In the lives of first responders, much of the work is emotionally charged, not just for the patients and their families, but for the responders themselves.

“I have been researching this for a long time,” said Mr. Astafan in a news release, “Part of my job as chief is to ensure that our providers are both mentally and physically healthy.”

In their research, Mr. Astafan and Mr. Roggie found many large emergency service companies like American Medical Response have already had trained emotional support animals on their teams for years with positive results,

Zora is doing exactly what she was trained to do: be in tune with first responders and help them let go of the sadness and stress that can come with witnessing suffering.

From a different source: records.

//! Evaluation of `SEARCH` rules.
//!
//! A search rule list is satisfied only if every rule is, and a rule only if every clause is.
//! Call-site clauses bind the surviving call sites; those bindings become visible to later
//! clauses of the same list at once, but are committed to the caller's [`LinkTable`] only if
//! the whole list is satisfied.

use tracing::debug;

use crate::{
    index::{class_part, IndexAdapter, MethodQuery, MethodRef},
    links::LinkTable,
    template::{LocationFilter, ReturnShape, Scope, SearchClause, SearchRule, SearchType},
    Result,
};

/// Evaluates search rules against one application.
pub struct SearchEngine<'e, 'a> {
    adapter: &'e IndexAdapter<'a>,
}

impl<'e, 'a> SearchEngine<'e, 'a> {
    /// Creates a search engine over `adapter`.
    #[must_use]
    pub fn new(adapter: &'e IndexAdapter<'a>) -> Self {
        SearchEngine { adapter }
    }

    /// Evaluates an AND-list of search rules.
    ///
    /// On success every binding made by the rules is appended to `links`; on failure `links`
    /// is left untouched.
    ///
    /// # Errors
    ///
    /// Propagates index errors. An empty result is not an error.
    pub fn evaluate(&self, rules: &[SearchRule], links: &mut LinkTable) -> Result<bool> {
        let mut working = links.clone();
        for (position, rule) in rules.iter().enumerate() {
            if !self.evaluate_rule(rule, &mut working)? {
                debug!("Search rule {} not satisfied", position);
                return Ok(false);
            }
        }
        *links = working;
        Ok(true)
    }

    /// Evaluates one rule object, binding into `links` as it goes.
    ///
    /// # Errors
    ///
    /// Propagates index errors.
    pub fn evaluate_rule(&self, rule: &SearchRule, links: &mut LinkTable) -> Result<bool> {
        for clause in &rule.clauses {
            if !self.evaluate_clause(clause, links)? {
                return Ok(false);
            }
        }
        Ok(true)
    }

    fn evaluate_clause(&self, clause: &SearchClause, links: &mut LinkTable) -> Result<bool> {
        let candidates = clause
            .target
            .expand(links, clause.search_type.default_subpart());
        if candidates.is_empty() {
            debug!("{} {} resolved to nothing", clause.search_type, clause.target);
            return Ok(false);
        }

        if !clause.search_type.is_call_site() {
            for candidate in &candidates {
                if self.exists(clause.search_type, candidate)? {
                    return Ok(true);
                }
            }
            return Ok(false);
        }

        let locations = clause
            .location
            .as_ref()
            .map(|filter| (filter, filter.pattern.expand(links, Some(filter.scope.subpart()))));
        if let Some((filter, values)) = &locations {
            if values.is_empty() {
                debug!("Search location {} resolved to nothing", filter.pattern);
                return Ok(false);
            }
        }

        let mut sites: Vec<MethodRef> = Vec::new();
        for candidate in &candidates {
            for site in self.call_sites(clause.search_type, candidate)? {
                let keep = match &locations {
                    Some((filter, values)) => location_matches(filter, values, &site),
                    None => true,
                };
                if keep && !sites.contains(&site) {
                    sites.push(site);
                }
            }
        }

        debug!(
            "{} {} found {} call sites",
            clause.search_type,
            clause.target,
            sites.len()
        );
        if sites.is_empty() {
            return Ok(false);
        }

        for binding in &clause.returns {
            for site in &sites {
                match binding.shape {
                    ReturnShape::Class => links.bind(&binding.id, site.class.as_str()),
                    ReturnShape::Method | ReturnShape::TracePath => {
                        links.bind(&binding.id, site.to_string())
                    }
                };
            }
        }
        Ok(true)
    }

    fn exists(&self, search_type: SearchType, candidate: &str) -> Result<bool> {
        match search_type {
            SearchType::MethodExists => self.adapter.method_exists(&MethodQuery::parse(candidate)),
            SearchType::ClassExists => self.adapter.class_exists(class_part(candidate)),
            SearchType::StringExists => self.adapter.string_exists(candidate),
            SearchType::CallsToMethod | SearchType::CallsToClass | SearchType::CallsToString => {
                Ok(false)
            }
        }
    }

    fn call_sites(&self, search_type: SearchType, candidate: &str) -> Result<Vec<MethodRef>> {
        match search_type {
            SearchType::CallsToMethod => self
                .adapter
                .calls_to_method(&MethodQuery::parse(candidate)),
            SearchType::CallsToClass => self.adapter.calls_to_class(class_part(candidate)),
            SearchType::CallsToString => self.adapter.calls_to_string(candidate),
            SearchType::MethodExists | SearchType::ClassExists | SearchType::StringExists => {
                Ok(Vec::new())
            }
        }
    }
}

/// Matches `value` against `pattern`, where a trailing `*` makes `pattern` a prefix.
pub(crate) fn wildcard_match(pattern: &str, value: &str) -> bool {
    match pattern.strip_suffix('*') {
        Some(prefix) => value.starts_with(prefix),
        None => pattern == value,
    }
}

/// Decides whether a call site survives a location filter.
///
/// A plain filter keeps sites matching any of `values`; a negated one keeps sites matching
/// none of them.
fn location_matches(filter: &LocationFilter, values: &[String], site: &MethodRef) -> bool {
    let matched = match filter.scope {
        Scope::Class => values
            .iter()
            .any(|value| wildcard_match(class_part(value), &site.class)),
        Scope::Method => {
            let signature = site.to_string();
            values.iter().any(|value| wildcard_match(value, &signature))
        }
    };
    matched != filter.negated
}

#[cfg(test)]
mod tests {
    use super::*;
    use crate::{config::EngineConfig, template::TemplateParser, test::android_app};

    fn rules(json: &str) -> Vec<SearchRule> {
        let source = format!(
            r#"{{"METADATA": {{"NAME": "t"}}, "CODEPARAMS": {{"SEARCH": {json}}}}}"#
        );
        TemplateParser::new()
            .parse_str(&source)
            .unwrap()
            .code
            .unwrap()
            .search
    }

    #[test]
    fn wildcard() {
        assert!(wildcard_match("Lcom/app/*", "Lcom/app/Main;"));
        assert!(!wildcard_match("Lcom/app/*", "Lcom/other/Main;"));
        assert!(wildcard_match("Lcom/app/Main;", "Lcom/app/Main;"));
        assert!(!wildcard_match("Lcom/app/Main", "Lcom/app/Main;"));
    }

    #[test]
    fn existence_searches() {
        let index = android_app();
        let adapter = IndexAdapter::new(&index, &EngineConfig::default());
        let engine = SearchEngine::new(&adapter);
        let mut links = LinkTable::new();

        assert!(engine
            .evaluate(&rules(r#"{"SEARCHFORCLASS": "Landroid/app/Activity;"}"#), &mut links)
            .unwrap());
        assert!(engine
            .evaluate(&rules(r#"{"SEARCHFORSTRING": "https://"}"#), &mut links)
            .unwrap());
        assert!(!engine
            .evaluate(&rules(r#"{"SEARCHFORSTRING": "ftp://"}"#), &mut links)
            .unwrap());
        assert!(engine
            .evaluate(
                &rules(r#"{"SEARCHFORMETHOD": "Lcom/app/Net;->send(Ljava/lang/String;)V"}"#),
                &mut links
            )
            .unwrap());
        assert!(links.is_empty());
    }

    #[test]
    fn call_site_bindings() {
        let index = android_app();
        let adapter = IndexAdapter::new(&index, &EngineConfig::default());
        let engine = SearchEngine::new(&adapter);
        let mut links = LinkTable::new();

        let satisfied = engine
            .evaluate(
                &rules(
                    r#"{"SEARCHFORCALLTOMETHOD": {
                        "METHOD": "Lcom/app/Net;->send(Ljava/lang/String;)V",
                        "RETURN": "<class> AS @sender, <method> AS @site"
                    }}"#,
                ),
                &mut links,
            )
            .unwrap();

        assert!(satisfied);
        assert_eq!(links.resolve("@sender"), &["Lcom/app/Main;"]);
        assert_eq!(
            links.resolve("@site"),
            &["Lcom/app/Main;->onCreate(Landroid/os/Bundle;)V"]
        );
    }

    #[test]
    fn failed_search_binds_nothing() {
        let index = android_app();
        let adapter = IndexAdapter::new(&index, &EngineConfig::default());
        let engine = SearchEngine::new(&adapter);
        let mut links = LinkTable::new();

        let satisfied = engine
            .evaluate(
                &rules(
                    r#"[
                        {"SEARCHFORCALLTOCLASS": {"CLASS": "Lcom/app/Net;", "RETURN": "<class> AS @user"}},
                        {"SEARCHFORSTRING": "ftp://"}
                    ]"#,
                ),
                &mut links,
            )
            .unwrap();

        assert!(!satisfied);
        assert!(links.is_empty());
    }

    #[test]
    fn later_clauses_see_earlier_bindings() {
        let index = android_app();
        let adapter = IndexAdapter::new(&index, &EngineConfig::default());
        let engine = SearchEngine::new(&adapter);
        let mut links = LinkTable::new();

        let satisfied = engine
            .evaluate(
                &rules(
                    r#"[
                        {"SEARCHFORCALLTOMETHOD": {"METHOD": "Lcom/app/Net;->send(Ljava/lang/String;)V", "RETURN": "<class> AS @sender"}},
                        {"SEARCHFORMETHOD": "@sender[<class>]->onCreate(Landroid/os/Bundle;)V"}
                    ]"#,
                ),
                &mut links,
            )
            .unwrap();

        assert!(satisfied);
        assert_eq!(links.resolve("@sender"), &["Lcom/app/Main;"]);
    }

    #[test]
    fn location_filters() {
        let index = android_app();
        let adapter = IndexAdapter::new(&index, &EngineConfig::default());
        let engine = SearchEngine::new(&adapter);

        let search = |location: &str| {
            let mut links = LinkTable::new();
            let json = format!(
                r#"{{"SEARCHFORCALLTOCLASS": {{
                    "CLASS": "Lcom/app/Net;",
                    "SEARCHLOCATION": "{location}",
                    "RETURN": "<class> AS @user"
                }}}}"#
            );
            let satisfied = engine.evaluate(&rules(&json), &mut links).unwrap();
            (satisfied, links.resolve("@user").to_vec())
        };

        assert_eq!(search("<class>:Lcom/app/*").1.len(), 2);
        assert_eq!(search("Lcom/app/Main;").1, vec!["Lcom/app/Main;"]);
        assert_eq!(search("NOT Lcom/app/Main;").1, vec!["Lcom/app/Sync;"]);
        assert!(!search("NOT Lcom/app/*").0);
        assert_eq!(
            search("<method>:Lcom/app/Sync;->doInBackground([Ljava/lang/Object;)Ljava/lang/Object;").1,
            vec!["Lcom/app/Sync;"]
        );
    }
}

At the county Office for the Aging, however, Bean has been brought on board to connect directly with clients going through what can be a long-haul, disorienting and traumatic experience: the aging process.

The floppy-eared pup has just started his training as a comfort care dog with his first home visit on Dec. 24 to Bill and Elizabeth Morrow, said department head Kelly Hecker.

Comfort animals have become popular in elder care around the nation and in study after study published on the National Institute of Health Library of Medicine website, elderly people who have interaction with animals as owned or visiting pets are found to be more social, less depressed and more active, among other positive impacts. Increasingly, health institutions, like the Office for the Aging, are tapping into that healing power.

Mrs. Hecker said she is no stranger to the magic worked by comfort dogs: Dirk, an emotional support dog she had in her care for many years, could recognize when people with dementia were having episodes or when others were anxious or depressed.

Bean, said Mrs. Hecker, is becoming good at his job quickly, “He doesn’t jump and is just small enough to sit on laps, which he absolutely loves. He has the perfect personality for this work.”

If his first visit was any indication, Bean will bring smiles and calm to the county’s elderly with mutual appreciation and the comfort soft fur and a wagging tail can bring.